EXERCISE BRIEF: Once you have read the data below, print all of it exactly.

Saved data entries

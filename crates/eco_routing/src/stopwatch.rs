use std::time::{Duration, Instant};

use tracing::debug;

pub(crate) struct Stopwatch<'a> {
    start_time: Instant,
    name: &'a str,
}

impl<'a> Stopwatch<'a> {
    pub(crate) fn new(name: &'a str) -> Self {
        Self {
            start_time: Instant::now(),
            name,
        }
    }

    pub(crate) fn elapsed(&self) -> Duration {
        self.start_time.elapsed()
    }

    pub(crate) fn report(&self) {
        debug!(elapsed = ?self.elapsed(), "[{}]", self.name);
    }
}
use serde::Serialize;

use crate::{
    geopoint::GeoPoint,
    weighting::{Kilometers, Weight},
};

#[derive(Debug, Clone, Copy, PartialEq, Serialize)]
pub struct RouteLeg {
    start: GeoPoint,
    end: GeoPoint,
    distance: Kilometers,
    weight: Weight,
}

impl RouteLeg {
    pub fn new(start: GeoPoint, end: GeoPoint, distance: Kilometers, weight: Weight) -> RouteLeg {
        RouteLeg {
            start,
            end,
            distance,
            weight,
        }
    }

    pub fn start(&self) -> &GeoPoint {
        &self.start
    }

    pub fn end(&self) -> &GeoPoint {
        &self.end
    }

    pub fn distance(&self) -> Kilometers {
        self.distance
    }

    pub fn weight(&self) -> Weight {
        self.weight
    }
}

/// The cheapest path found for one origin/destination query.
#[derive(Debug, Clone, PartialEq, Serialize)]
pub struct EcoRoute {
    waypoints: Vec<GeoPoint>,
    legs: Vec<RouteLeg>,
    weight: Weight,
    distance: Kilometers,
}

impl EcoRoute {
    /// `legs` must be contiguous, starting at `origin`.
    pub fn new(origin: GeoPoint, legs: Vec<RouteLeg>) -> EcoRoute {
        let mut waypoints = Vec::with_capacity(legs.len() + 1);
        waypoints.push(origin);
        waypoints.extend(legs.iter().map(|leg| leg.end));

        // Summed in path order, like the search accumulates it
        let weight = legs.iter().fold(0.0, |total, leg| total + leg.weight);
        let distance = legs.iter().fold(0.0, |total, leg| total + leg.distance);

        EcoRoute {
            waypoints,
            legs,
            weight,
            distance,
        }
    }

    pub fn waypoints(&self) -> &[GeoPoint] {
        &self.waypoints
    }

    pub fn legs(&self) -> &[RouteLeg] {
        &self.legs
    }

    pub fn weight(&self) -> Weight {
        self.weight
    }

    pub fn distance(&self) -> Kilometers {
        self.distance
    }

    pub fn origin(&self) -> &GeoPoint {
        &self.waypoints[0]
    }

    pub fn destination(&self) -> &GeoPoint {
        &self.waypoints[self.waypoints.len() - 1]
    }
}

impl From<&EcoRoute> for geo_types::LineString<f64> {
    fn from(route: &EcoRoute) -> Self {
        route
            .waypoints
            .iter()
            .map(geo_types::Coord::from)
            .collect::<Vec<_>>()
            .into()
    }
}
use crate::{geopoint::GeoPoint, segment::RouteSegment};

pub(crate) fn point(lat: f64, lng: f64) -> GeoPoint {
    GeoPoint::new(lat, lng).unwrap()
}

pub(crate) fn new_york() -> GeoPoint {
    point(40.712776, -74.005974)
}

pub(crate) fn chicago() -> GeoPoint {
    point(41.878113, -87.629799)
}

pub(crate) fn denver() -> GeoPoint {
    point(39.739236, -104.990251)
}

pub(crate) fn los_angeles() -> GeoPoint {
    point(34.052235, -118.243683)
}

pub(crate) fn segment(start: GeoPoint, end: GeoPoint) -> RouteSegment {
    RouteSegment::new(start, end)
}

SOLUTION TO THIS PROBLEM:
filename crates/eco_routing/src/stopwatch.rs
use std::time::{Duration, Instant};

use tracing::debug;

pub(crate) struct Stopwatch<'a> {
    start_time: Instant,
    name: &'a str,
}

impl<'a> Stopwatch<'a> {
    pub(crate) fn new(name: &'a str) -> Self {
        Self {
            start_time: Instant::now(),
            name,
        }
    }

    pub(crate) fn elapsed(&self) -> Duration {
        self.start_time.elapsed()
    }

    pub(crate) fn report(&self) {
        debug!(elapsed = ?self.elapsed(), "[{}]", self.name);
    }
}
use serde::Serialize;

use crate::{
    geopoint::GeoPoint,
    weighting::{Kilometers, Weight},
};

#[derive(Debug, Clone, Copy, PartialEq, Serialize)]
pub struct RouteLeg {
    start: GeoPoint,
    end: GeoPoint,
    distance: Kilometers,
    weight: Weight,
}

impl RouteLeg {
    pub fn new(start: GeoPoint, end: GeoPoint, distance: Kilometers, weight: Weight) -> RouteLeg {
        RouteLeg {
            start,
            end,
            distance,
            weight,
        }
    }

    pub fn start(&self) -> &GeoPoint {
        &self.start
    }

    pub fn end(&self) -> &GeoPoint {
        &self.end
    }

    pub fn distance(&self) -> Kilometers {
        self.distance
    }

    pub fn weight(&self) -> Weight {
        self.weight
    }
}

/// The cheapest path found for one origin/destination query.
#[derive(Debug, Clone, PartialEq, Serialize)]
pub struct EcoRoute {
    waypoints: Vec<GeoPoint>,
    legs: Vec<RouteLeg>,
    weight: Weight,
    distance: Kilometers,
}

impl EcoRoute {
    /// `legs` must be contiguous, starting at `origin`.
    pub fn new(origin: GeoPoint, legs: Vec<RouteLeg>) -> EcoRoute {
        let mut waypoints = Vec::with_capacity(legs.len() + 1);
        waypoints.push(origin);
        waypoints.extend(legs.iter().map(|leg| leg.end));

        // Summed in path order, like the search accumulates it
        let weight = legs.iter().fold(0.0, |total, leg| total + leg.weight);
        let distance = legs.iter().fold(0.0, |total, leg| total + leg.distance);

        EcoRoute {
            waypoints,
            legs,
            weight,
            distance,
        }
    }

    pub fn waypoints(&self) -> &[GeoPoint] {
        &self.waypoints
    }

    pub fn legs(&self) -> &[RouteLeg] {
        &self.legs
    }

    pub fn weight(&self) -> Weight {
        self.weight
    }

    pub fn distance(&self) -> Kilometers {
        self.distance
    }

    pub fn origin(&self) -> &GeoPoint {
        &self.waypoints[0]
    }

    pub fn destination(&self) -> &GeoPoint {
        &self.waypoints[self.waypoints.len() - 1]
    }
}

impl From<&EcoRoute> for geo_types::LineString<f64> {
    fn from(route: &EcoRoute) -> Self {
        route
            .waypoints
            .iter()
            .map(geo_types::Coord::from)
            .collect::<Vec<_>>()
            .into()
    }
}
use crate::{geopoint::GeoPoint, segment::RouteSegment};

pub(crate) fn point(lat: f64, lng: f64) -> GeoPoint {
    GeoPoint::new(lat, lng).unwrap()
}

pub(crate) fn new_york() -> GeoPoint {
    point(40.712776, -74.005974)
}

pub(crate) fn chicago() -> GeoPoint {
    point(41.878113, -87.629799)
}

pub(crate) fn denver() -> GeoPoint {
    point(39.739236, -104.990251)
}

pub(crate) fn los_angeles() -> GeoPoint {
    point(34.052235, -118.243683)
}

pub(crate) fn segment(start: GeoPoint, end: GeoPoint) -> RouteSegment {
    RouteSegment::new(start, end)
}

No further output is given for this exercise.